In one set of embodiments the co-solvent comprises at least one selected from the group consisting of cyclic amides, glycols, sulfolane and nitrogen containing heteroaromatics, particularly imidazole, triazoles and pyridine wherein said heteroaromatics are optionally substituted with one or two substituents independently selected from C₁to C₆alkyl and chloro.

In one set of embodiments the co-solvent is selected from the group consisting of ethylene glycol, imidazole, 1,2-dimethylimidazole, 1-methyl-2-pyrrolidone, dichloropyridine, sulfolane and 1,2,4-triazole.

In one embodiment alkanolamine gas absorbents are only present in combination with other co-solvents. The co-solvent component preferably does not include alkanolamine acid gas absorbents such as MEA, DEA or mixtures thereof.

The optimum concentration of co-solvent in the composition will depend on the concentration of benzylamine and/or substituted benzylamine and the specific absorbent used. The co-solvent will typically be used in amounts in the range of from 1% to 20% by volume based on the volume of the aqueous composition.

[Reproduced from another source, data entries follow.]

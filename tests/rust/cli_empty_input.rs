use std::fs;

use assert_cmd::Command;
use tempfile::tempdir;

#[test]
fn cli_empty_input_fails_without_writing_exports() {
    let dir = tempdir().expect("create tempdir");
    let input = dir.path().join("partial.params");
    // A block missing its address yields zero records.
    fs::write(&input, "Cell Name = Delay_A\nParameter Name = delay\n").expect("write sample input");
    let output = dir.path().join("out.csv");

    let mut cmd = Command::cargo_bin("paramscan").expect("binary not found");
    cmd.arg(&input).args(["--output"]).arg(&output);
    cmd.assert().failure();

    assert!(!output.exists());
}

#[test]
fn cli_missing_input_is_reported() {
    let mut cmd = Command::cargo_bin("paramscan").expect("binary not found");
    cmd.arg("no-such-file.params");
    let assert = cmd.assert().failure();

    let output = assert.get_output();
    let stderr = String::from_utf8_lossy(&output.stderr);
    assert!(stderr.contains("no-such-file.params"));
}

In one set of embodiments the volume ratio of co-solvent:bezylamine and/or substituted benzylamine is in the range of from 1:20 to 1:1 and more preferably from 1:10 to 1:1. Benzylamine and or substituted benzylamine is preferably present in an amount of 1% to 50% v/v of the composition, preferably 10% to 50% v/v and most preferably benzylamine is present in 10% to 50% v/v of the aqueous composition.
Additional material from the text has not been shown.